**WORK REQUIRED**
Transcribe the complete listing exactly.

___ DATA IN THIS EXERCISE

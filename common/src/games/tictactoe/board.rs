use std::fmt;

use super::types::Mark;
use crate::error::BoardError;

pub const CELL_COUNT: usize = 9;
pub const SIDE: usize = 3;

/// 3x3 grid, row-major, `None` for an empty cell.
#[derive(Clone, Copy, Debug, Default, PartialEq, Eq, Hash)]
pub struct Board {
    cells: [Option<Mark>; CELL_COUNT],
}

impl Board {
    pub fn new() -> Self {
        Self::default()
    }

    pub fn from_cells(cells: [Option<Mark>; CELL_COUNT]) -> Self {
        Self { cells }
    }

    /// `X`, `O` and `.` in row-major order, whitespace ignored.
    #[cfg(test)]
    pub fn from_notation(notation: &str) -> Self {
        let mut cells = [None; CELL_COUNT];
        let symbols: Vec<char> = notation.chars().filter(|c| !c.is_whitespace()).collect();
        assert_eq!(symbols.len(), CELL_COUNT, "notation must describe 9 cells");
        for (cell, symbol) in cells.iter_mut().zip(symbols) {
            *cell = match symbol {
                'X' => Some(Mark::X),
                'O' => Some(Mark::O),
                '.' => None,
                other => panic!("unexpected board symbol {:?}", other),
            };
        }
        Self::from_cells(cells)
    }

    pub fn cells(&self) -> &[Option<Mark>; CELL_COUNT] {
        &self.cells
    }

    pub fn get(&self, index: usize) -> Option<Mark> {
        self.cells.get(index).copied().flatten()
    }

    pub fn is_empty(&self, index: usize) -> bool {
        index < CELL_COUNT && self.cells[index].is_none()
    }

    pub fn place(&mut self, index: usize, mark: Mark) -> Result<(), BoardError> {
        let cell = self
            .cells
            .get_mut(index)
            .ok_or(BoardError::OutOfRange(index))?;
        if cell.is_some() {
            return Err(BoardError::Occupied(index));
        }
        *cell = Some(mark);
        Ok(())
    }

    pub fn clear(&mut self, index: usize) {
        if let Some(cell) = self.cells.get_mut(index) {
            *cell = None;
        }
    }

    pub fn available_moves(&self) -> Vec<usize> {
        self.cells
            .iter()
            .enumerate()
            .filter(|(_, cell)| cell.is_none())
            .map(|(index, _)| index)
            .collect()
    }

    pub fn first_empty(&self) -> Option<usize> {
        self.cells.iter().position(Option::is_none)
    }

    pub fn is_full(&self) -> bool {
        self.cells.iter().all(Option::is_some)
    }

    pub fn count(&self, mark: Mark) -> usize {
        self.cells.iter().filter(|&&cell| cell == Some(mark)).count()
    }

    pub fn filled_count(&self) -> usize {
        self.cells.iter().filter(|cell| cell.is_some()).count()
    }

    /// Same position with every X and O swapped.
    pub fn mirrored(&self) -> Self {
        let mut cells = self.cells;
        for cell in cells.iter_mut() {
            *cell = cell.map(|mark| mark.opponent());
        }
        Self { cells }
    }
}

impl fmt::Display for Board {
    fn fmt(&self, f: &mut fmt::Formatter<'_>) -> fmt::Result {
        for (row_index, row) in self.cells.chunks(SIDE).enumerate() {
            if row_index > 0 {
                writeln!(f, "---+---+---")?;
            }
            let symbols: Vec<String> = row
                .iter()
                .map(|cell| cell.map_or(' ', |mark| mark.symbol()).to_string())
                .collect();
            writeln!(f, " {} ", symbols.join(" | "))?;
        }
        Ok(())
    }
}

#[cfg(test)]
mod tests {
    use super::*;

    #[test]
    fn test_place_rejects_occupied_and_out_of_range() {
        let mut board = Board::new();
        assert_eq!(board.place(4, Mark::X), Ok(()));
        assert_eq!(board.place(4, Mark::O), Err(BoardError::Occupied(4)));
        assert_eq!(board.place(9, Mark::O), Err(BoardError::OutOfRange(9)));
        assert_eq!(board.get(4), Some(Mark::X));
        assert_eq!(board.filled_count(), 1);
    }

    #[test]
    fn test_available_moves_are_ascending() {
        let board = Board::from_notation("X.O .X. O..");
        assert_eq!(board.available_moves(), vec![1, 3, 5, 7, 8]);
        assert_eq!(board.first_empty(), Some(1));
    }

    #[test]
    fn test_from_cells_keeps_row_major_order() {
        let (x, o) = (Some(Mark::X), Some(Mark::O));
        let board = Board::from_cells([x, None, o, None, x, None, None, None, o]);
        assert_eq!(board, Board::from_notation("X.O .X. ..O"));
        assert_eq!(board.get(2), Some(Mark::O));
        assert_eq!(board.cells()[8], o);
        assert_eq!(board.filled_count(), 4);
    }

    #[test]
    fn test_clear_restores_cell() {
        let mut board = Board::new();
        board.place(0, Mark::O).unwrap();
        board.clear(0);
        assert!(board.is_empty(0));
        assert_eq!(board, Board::new());
    }

    #[test]
    fn test_full_board() {
        let board = Board::from_notation("XOX XOO OXX");
        assert!(board.is_full());
        assert_eq!(board.first_empty(), None);
        assert!(board.available_moves().is_empty());
        assert_eq!(board.count(Mark::X), 5);
        assert_eq!(board.count(Mark::O), 4);
    }

    #[test]
    fn test_mirrored_swaps_marks() {
        let board = Board::from_notation("XX. OO. ...");
        assert_eq!(board.mirrored(), Board::from_notation("OO. XX. ..."));
        assert_eq!(board.mirrored().mirrored(), board);
    }

    #[test]
    fn test_display() {
        let board = Board::from_notation("X.. .O. ..X");
        let rendered = board.to_string();
        assert_eq!(
            rendered,
            " X |   |   \n---+---+---\n   | O |   \n---+---+---\n   |   | X \n"
        );
    }
}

______

**RESPONSE TO THE EXERCISE**
filename common/src/games/tictactoe/board.rs
use std::fmt;

use super::types::Mark;
use crate::error::BoardError;

pub const CELL_COUNT: usize = 9;
pub const SIDE: usize = 3;

/// 3x3 grid, row-major, `None` for an empty cell.
#[derive(Clone, Copy, Debug, Default, PartialEq, Eq, Hash)]
pub struct Board {
    cells: [Option<Mark>; CELL_COUNT],
}

impl Board {
    pub fn new() -> Self {
        Self::default()
    }

    pub fn from_cells(cells: [Option<Mark>; CELL_COUNT]) -> Self {
        Self { cells }
    }

    /// `X`, `O` and `.` in row-major order, whitespace ignored.
    #[cfg(test)]
    pub fn from_notation(notation: &str) -> Self {
        let mut cells = [None; CELL_COUNT];
        let symbols: Vec<char> = notation.chars().filter(|c| !c.is_whitespace()).collect();
        assert_eq!(symbols.len(), CELL_COUNT, "notation must describe 9 cells");
        for (cell, symbol) in cells.iter_mut().zip(symbols) {
            *cell = match symbol {
                'X' => Some(Mark::X),
                'O' => Some(Mark::O),
                '.' => None,
                other => panic!("unexpected board symbol {:?}", other),
            };
        }
        Self::from_cells(cells)
    }

    pub fn cells(&self) -> &[Option<Mark>; CELL_COUNT] {
        &self.cells
    }

    pub fn get(&self, index: usize) -> Option<Mark> {
        self.cells.get(index).copied().flatten()
    }

    pub fn is_empty(&self, index: usize) -> bool {
        index < CELL_COUNT && self.cells[index].is_none()
    }

    pub fn place(&mut self, index: usize, mark: Mark) -> Result<(), BoardError> {
        let cell = self
            .cells
            .get_mut(index)
            .ok_or(BoardError::OutOfRange(index))?;
        if cell.is_some() {
            return Err(BoardError::Occupied(index));
        }
        *cell = Some(mark);
        Ok(())
    }

    pub fn clear(&mut self, index: usize) {
        if let Some(cell) = self.cells.get_mut(index) {
            *cell = None;
        }
    }

    pub fn available_moves(&self) -> Vec<usize> {
        self.cells
            .iter()
            .enumerate()
            .filter(|(_, cell)| cell.is_none())
            .map(|(index, _)| index)
            .collect()
    }

    pub fn first_empty(&self) -> Option<usize> {
        self.cells.iter().position(Option::is_none)
    }

    pub fn is_full(&self) -> bool {
        self.cells.iter().all(Option::is_some)
    }

    pub fn count(&self, mark: Mark) -> usize {
        self.cells.iter().filter(|&&cell| cell == Some(mark)).count()
    }

    pub fn filled_count(&self) -> usize {
        self.cells.iter().filter(|cell| cell.is_some()).count()
    }

    /// Same position with every X and O swapped.
    pub fn mirrored(&self) -> Self {
        let mut cells = self.cells;
        for cell in cells.iter_mut() {
            *cell = cell.map(|mark| mark.opponent());
        }
        Self { cells }
    }
}

impl fmt::Display for Board {
    fn fmt(&self, f: &mut fmt::Formatter<'_>) -> fmt::Result {
        for (row_index, row) in self.cells.chunks(SIDE).enumerate() {
            if row_index > 0 {
                writeln!(f, "---+---+---")?;
            }
            let symbols: Vec<String> = row
                .iter()
                .map(|cell| cell.map_or(' ', |mark| mark.symbol()).to_string())
                .collect();
            writeln!(f, " {} ", symbols.join(" | "))?;
        }
        Ok(())
    }
}

#[cfg(test)]
mod tests {
    use super::*;

    #[test]
    fn test_place_rejects_occupied_and_out_of_range() {
        let mut board = Board::new();
        assert_eq!(board.place(4, Mark::X), Ok(()));
        assert_eq!(board.place(4, Mark::O), Err(BoardError::Occupied(4)));
        assert_eq!(board.place(9, Mark::O), Err(BoardError::OutOfRange(9)));
        assert_eq!(board.get(4), Some(Mark::X));
        assert_eq!(board.filled_count(), 1);
    }

    #[test]
    fn test_available_moves_are_ascending() {
        let board = Board::from_notation("X.O .X. O..");
        assert_eq!(board.available_moves(), vec![1, 3, 5, 7, 8]);
        assert_eq!(board.first_empty(), Some(1));
    }

    #[test]
    fn test_from_cells_keeps_row_major_order() {
        let (x, o) = (Some(Mark::X), Some(Mark::O));
        let board = Board::from_cells([x, None, o, None, x, None, None, None, o]);
        assert_eq!(board, Board::from_notation("X.O .X. ..O"));
        assert_eq!(board.get(2), Some(Mark::O));
        assert_eq!(board.cells()[8], o);
        assert_eq!(board.filled_count(), 4);
    }

    #[test]
    fn test_clear_restores_cell() {
        let mut board = Board::new();
        board.place(0, Mark::O).unwrap();
        board.clear(0);
        assert!(board.is_empty(0));
        assert_eq!(board, Board::new());
    }

    #[test]
    fn test_full_board() {
        let board = Board::from_notation("XOX XOO OXX");
        assert!(board.is_full());
        assert_eq!(board.first_empty(), None);
        assert!(board.available_moves().is_empty());
        assert_eq!(board.count(Mark::X), 5);
        assert_eq!(board.count(Mark::O), 4);
    }

    #[test]
    fn test_mirrored_swaps_marks() {
        let board = Board::from_notation("XX. OO. ...");
        assert_eq!(board.mirrored(), Board::from_notation("OO. XX. ..."));
        assert_eq!(board.mirrored().mirrored(), board);
    }

    #[test]
    fn test_display() {
        let board = Board::from_notation("X.. .O. ..X");
        let rendered = board.to_string();
        assert_eq!(
            rendered,
            " X |   |   \n---+---+---\n   | O |   \n---+---+---\n   |   | X \n"
        );
    }
}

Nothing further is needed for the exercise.